- Location of Northfield in Jefferson County, Kentucky
- Northfield Location within the state of Kentucky Northfield Northfield (the United States)
- Coordinates: 38°17′09″N 85°38′11″W﻿ / ﻿38.28583°N 85.63639°W
- Country: United States
- State: Kentucky
- County: Jefferson
- Incorporated: 1965

Area
- • Total: 0.47 sq mi (1.22 km^{2})
- • Land: 0.47 sq mi (1.22 km^{2})
- • Water: 0 sq mi (0.00 km^{2})
- Elevation: 584 ft (178 m)

Population (2020)
- • Total: 991
- • Density: 2,103.9/sq mi (812.33/km^{2})
- Time zone: UTC-5 (Eastern (EST))
- • Summer (DST): UTC-4 (EDT)
- ZIP Code: 40222
- FIPS code: 21-56730
- GNIS feature ID: 2404399
- Website: www.cityofnorthfield.com

= Northfield, Kentucky =

Northfield is a home rule-class city in Jefferson County, Kentucky, United States. As of the 2020 census, Northfield had a population of 991.
==History==
Northfield was incorporated in July 1965. One of the factors in incorporation was the threat of annexation by nearby St. Matthews. The city is located on a subdivision of the former 3,500 acre Glenview horse farm.

Northfield was one of the hardest hit neighborhoods when Louisville was hit by an F4 tornado on April 3, 1974. This tornado was part of the 1974 Super Outbreak of 148 tornadoes that hit 13 U.S. states and one Canadian province.

==Geography==
Northfield is located in northeastern Jefferson County. It is bordered to the north by Glenview Manor, to the south by Crossgate, and otherwise by consolidated Louisville/Jefferson County. Downtown Louisville is 8 mi to the southwest.

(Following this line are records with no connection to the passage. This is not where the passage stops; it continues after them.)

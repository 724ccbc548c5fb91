//! # Warehouse CLI
//!
//! Command-line interface for the warehouse backend.
//!
//! ## Usage
//!
//! ```bash
//! warehouse migrate                                   # Apply pending migrations
//! warehouse delete zone 12 --mode cascade --acting-user 3
//! warehouse delete item 40 --mode permanent --json
//! warehouse validate --connect                        # Check configuration and wiring
//! warehouse --help
//! ```

mod commands;
mod config;

use clap::{CommandFactory as _, Parser};
use error::{AppError, Result};

use crate::commands::Commands;

/// Warehouse inventory backend administration
#[derive(Parser, Debug)]
#[command(name = "warehouse")]
#[command(author, version, about, long_about = None)]
struct Cli {
    #[command(subcommand)]
    command: Commands,

    /// Log level (trace, debug, info, warn, error)
    #[arg(short = 'L', long, global = true, env = "RUST_LOG", default_value = "info")]
    log_level: String,

    /// Log output format (json, pretty, compact)
    #[arg(short, long, global = true, env = "WAREHOUSE_LOG_FORMAT", default_value = "compact")]
    log_format: String,

    /// Also write logs to this file (daily rotation)
    #[arg(long, global = true, env = "WAREHOUSE_LOG_FILE")]
    log_file: Option<String>,

    /// Full database URL; overrides the individual WAREHOUSE_DATABASE_* settings
    #[arg(long, global = true, env = "WAREHOUSE_DATABASE_URL")]
    database_url: Option<String>,
}

#[tokio::main]
async fn main() -> Result<()> {
    dotenvy::dotenv().ok();
    let cli = Cli::parse();

    logging::init(&cli.log_level, &cli.log_format, cli.log_file.as_deref())
        .map_err(|e| AppError::config(format!("Failed to initialize logging: {}", e)))?;

    logging::debug!(target: "app", command = ?cli.command, "Warehouse CLI starting...");

    let database = config::database_config(cli.database_url.as_deref());

    match cli.command {
        Commands::Migrate(args) => commands::migrate::migrate(&database, args).await?,
        Commands::Delete(args) => commands::delete::delete(&database, args).await?,
        Commands::Completions(args) => commands::completions::completions(args.shell, &mut Cli::command())?,
        Commands::Validate(args) => commands::validate::validate(&database, args).await?,
    }

    Ok(())
}

#[cfg(test)]
mod tests {
    use clap::CommandFactory;
    use lifecycle::{DeletionMode, EntityKind};

    use super::*;

    #[test]
    fn test_cli_parse_delete() {
        let cli = Cli::parse_from([
            "warehouse",
            "delete",
            "branch",
            "7",
            "--mode",
            "cascade",
            "--acting-user",
            "3",
        ]);
        match cli.command {
            Commands::Delete(args) => {
                assert_eq!(args.entity, EntityKind::Branch);
                assert_eq!(args.id, 7);
                assert_eq!(args.mode, DeletionMode::Cascade);
                assert_eq!(args.acting_user, Some(3));
                assert!(!args.json);
            },
            _ => panic!("Expected Delete command"),
        }
    }

    #[test]
    fn test_cli_delete_defaults_to_logical() {
        let cli = Cli::parse_from(["warehouse", "delete", "inventory-detail", "5"]);
        match cli.command {
            Commands::Delete(args) => {
                assert_eq!(args.entity, EntityKind::InventoryDetail);
                assert_eq!(args.mode, DeletionMode::Logical);
                assert_eq!(args.acting_user, None);
            },
            _ => panic!("Expected Delete command"),
        }
    }

    #[test]
    fn test_cli_rejects_unknown_entity() {
        let result = Cli::try_parse_from(["warehouse", "delete", "pallet", "5"]);
        assert!(result.is_err());
    }

    #[test]
    fn test_cli_parse_validate() {
        let cli = Cli::parse_from(["warehouse", "validate", "--connect"]);
        match cli.command {
            Commands::Validate(args) => assert!(args.connect),
            _ => panic!("Expected Validate command"),
        }
    }

    #[test]
    fn test_migrate_flags_conflict() {
        let result = Cli::try_parse_from(["warehouse", "migrate", "--dry-run", "--rollback"]);
        assert!(result.is_err());

        let cli = Cli::parse_from(["warehouse", "migrate", "--rollback"]);
        match cli.command {
            Commands::Migrate(args) => assert!(args.rollback),
            _ => panic!("Expected Migrate command"),
        }
    }

    #[test]
    fn test_global_flags_after_subcommand() {
        let cli = Cli::parse_from([
            "warehouse",
            "validate",
            "--database-url",
            "sqlite::memory:",
            "-L",
            "debug",
        ]);
        assert_eq!(cli.database_url.as_deref(), Some("sqlite::memory:"));
        assert_eq!(cli.log_level, "debug");
    }

    #[test]
    fn test_cli_command_factory() {
        let cmd = Cli::command();
        assert_eq!(cmd.get_name(), "warehouse");
        cmd.debug_assert();
    }
}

According to the United States Census Bureau, Northfield has a total area of 1.22 km2, all land.

==Demographics==

As of the census of 2000, there were 970 people, 367 households, and 252 families residing in the city. The population density was 2,196.6 PD/sqmi. There were 421 housing units at an average density of 953.4 /sqmi. The racial makeup of the city was 94.43% White, 4.23% African American, 1.24% Asian, and 0.10% from two or more races. Hispanic or Latino of any race were 0.82% of the population.

There were 367 households, out of which 27.2% had children under the age of 18 living with them, 62.4% were married couples living together, 5.2% had a female householder with no husband present, and 31.3% were non-families. 27.0% of all households were made up of individuals, and 9.8% had someone living alone who was 65 years of age or older. The average household size was 2.32 and the average family size was 2.85.

In the city, the population was spread out, with 19.8% under the age of 18, 3.9% from 18 to 24, 22.1% from 25 to 44, 26.3% from 45 to 64, and 27.9% who were 65 years of age or older. The median age was 49 years. For every 100 females, there were 81.6 males. For every 100 females age 18 and over, there were 82.6 males.

The median income for a household in the city was $83,752, and the median income for a family was $105,620. Males had a median income of $82,403 versus $40,000 for females. The per capita income for the city was $41,490. None of the families and 1.5% of the population were living below the poverty line, including no under eighteens and 3.0% of those over 64.

Historical population
| Census | Pop. | Note | %± |
| 1970 | 364 |  | — |
| 1980 | 906 |  | 148.9% |
| 1990 | 898 |  | −0.9% |
| 2000 | 970 |  | 8.0% |
| 2010 | 1,020 |  | 5.2% |
| 2020 | 991 |  | −2.8% |
U.S. Decennial Census

==Economy and culture==
Holiday Manor Shopping Center opened in 1963, named for the Holiday Inn located on US-42 near the Watterson Expressway exchange. Kroger has been an anchor tenant since it opened.